Pure silver nanoparticles (AgNPs) are more efficient than silver ions. Pure silver is used against many different pathogens, especially those that are resistant to multiple antimicrobials and are thus particularly difficult to treat. AgNPs, it is thought, can interact with the disulfide bonds of glycoproteins/proteins in viruses, bacteria, and fungi. AgNPs have the advantage of being nontoxic at low concentrations and having a wide range of antimicrobial action against at least 12 bacterial species, including multiresistant bacteria like methicillin-resistant Staphylococcus aureus(MRSA), as well as multidrug-resistant Pseudomonas aeruginosa, ampicillin-resistant E coli O157:H7, and erythromycin-resistant Streptococcus pyogenes.
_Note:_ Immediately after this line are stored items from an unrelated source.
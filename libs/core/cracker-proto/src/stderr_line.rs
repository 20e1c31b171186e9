// [libs/core/cracker-proto/src/stderr_line.rs]
//! Regex-table driven classification of cracker stderr lines.

use once_cell::sync::Lazy;
use regex::Regex;

use crate::exit_code::Severity;

#[derive(Debug, Clone, Copy, PartialEq, Eq)]
pub enum StderrCategory {
    HashFormat,
    FileAccess,
    Device,
    Backend,
    Configuration,
    Info,
    Warning,
    Retryable,
    Unknown,
}

#[derive(Debug, Clone, Copy, PartialEq, Eq)]
pub struct StderrClassification {
    pub category: StderrCategory,
    pub severity: Severity,
    pub retryable: bool,
}

struct Rule {
    pattern: Regex,
    category: StderrCategory,
    severity: Severity,
    retryable: bool,
}

// Ordered most-specific-first: the device memory failure must be
// checked before the generic device warning pattern.
static RULES: Lazy<Vec<Rule>> = Lazy::new(|| {
    let table: &[(&str, StderrCategory, Severity, bool)] = &[
        (
            r"(?i)token length exception|separator unmatched|hash.?length exception|line-length exception",
            StderrCategory::HashFormat,
            Severity::Critical,
            false,
        ),
        (
            r"(?i)no such file or directory|permission denied|cannot open|failed to open",
            StderrCategory::FileAccess,
            Severity::Critical,
            false,
        ),
        (
            r"(?i)out of memory|clEnqueueNDRangeKernel|CL_MEM_OBJECT_ALLOCATION_FAILURE",
            StderrCategory::Device,
            Severity::Fatal,
            false,
        ),
        (
            r"(?i)temperature|hwmon|thermal watchdog",
            StderrCategory::Device,
            Severity::Minor,
            true,
        ),
        (
            r"(?i)clGetPlatformIDs|clBuildProgram|kernel build|opencl runtime|backend device",
            StderrCategory::Backend,
            Severity::Critical,
            false,
        ),
        (
            r"(?i)invalid argument|unknown option|unsupported attack-mode|unsupported hash-type",
            StderrCategory::Configuration,
            Severity::Critical,
            false,
        ),
        (
            r"(?i)starting in restore mode|autodetecting",
            StderrCategory::Info,
            Severity::Info,
            false,
        ),
        (
            r"(?i)overlong token skipped|hashes skipped",
            StderrCategory::Retryable,
            Severity::Minor,
            true,
        ),
    ];

    table
        .iter()
        .map(|(re, category, severity, retryable)| Rule {
            pattern: Regex::new(re).expect("static regex is valid"),
            category: *category,
            severity: *severity,
            retryable: *retryable,
        })
        .collect()
});

/// Classifies a single stderr line against the rule table, falling
/// back to `Unknown`/`Warning` severity for anything unrecognized —
/// classification must never fail the line through.
pub fn classify_stderr_line(line: &str) -> StderrClassification {
    for rule in RULES.iter() {
        if rule.pattern.is_match(line) {
            return StderrClassification {
                category: rule.category,
                severity: rule.severity,
                retryable: rule.retryable,
            };
        }
    }

    StderrClassification {
        category: StderrCategory::Unknown,
        severity: Severity::Minor,
        retryable: false,
    }
}

#[cfg(test)]
mod tests {
    use super::*;
    use proptest::prelude::*;

    #[test]
    fn hash_format_error_is_critical_non_retryable() {
        let c = classify_stderr_line("Token length exception");
        assert_eq!(c.category, StderrCategory::HashFormat);
        assert_eq!(c.severity, Severity::Critical);
        assert!(!c.retryable);
    }

    #[test]
    fn file_access_error_is_critical_non_retryable() {
        let c = classify_stderr_line("hashcat: rockyou.txt: No such file or directory");
        assert_eq!(c.category, StderrCategory::FileAccess);
        assert!(!c.retryable);
    }

    #[test]
    fn device_temperature_warning_is_retryable() {
        let c = classify_stderr_line("WARNING: Temperature abort trigger reached");
        assert_eq!(c.category, StderrCategory::Device);
        assert!(c.retryable);
    }

    #[test]
    fn device_memory_failure_is_fatal() {
        let c = classify_stderr_line("clEnqueueNDRangeKernel(): CL_OUT_OF_RESOURCES");
        assert_eq!(c.category, StderrCategory::Device);
        assert_eq!(c.severity, Severity::Fatal);
        assert!(!c.retryable);
    }

    #[test]
    fn backend_framework_error_is_critical() {
        let c = classify_stderr_line("clGetPlatformIDs(): CL_PLATFORM_NOT_FOUND");
        assert_eq!(c.category, StderrCategory::Backend);
        assert!(!c.retryable);
    }

    #[test]
    fn unrecognized_line_falls_back_to_unknown() {
        let c = classify_stderr_line("some unrelated chatter");
        assert_eq!(c.category, StderrCategory::Unknown);
        assert!(!c.retryable);
    }

    proptest! {
        #[test]
        fn total_function_no_panics(line in "\\PC{0,120}") {
            let _ = classify_stderr_line(&line);
        }
    }
}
Silver has been used for centuries to disinfect cutlery and dishes, with an innate understanding of its antimicrobial action. In efforts to develop food packaging that has antimicrobial properties, silver ions have been incorporated into polylactide films that have been shown to have a dramatic antimicrobial effect on Salmonella enterica and feline calicivirus (FCV) activity in vitro, and greater effects at higher silver concentrations. (FCV is used as a surrogate for norovirus—a virus that causes vomiting and diarrhea in humans—because FCV is more easily grown in cell culture.) In vivo, the type of food available and the temperature of the environment strongly affect the antimicrobial activity of silver.

A 0.1% aqueous silver solution is bactericidal but somewhat irritating to tissue; a 0.01% solution is bacteriostatic. A 0.5% solution is sometimes applied as a dressing on burns to decrease infection and induce rapid eschar formation. Silver is frequently used for wound management in veterinary and human medicine: silver sulfadiazine cream and silver-impregnated wound dressings are widely available.

Colloidal silver compounds, which release silver ions slowly, are bacteriostatic and have a more sustained effect than other silver compounds. They do not irritate the tissues, and they have little astringent or caustic effect. They are generally used as mild antiseptics and in ophthalmic preparations.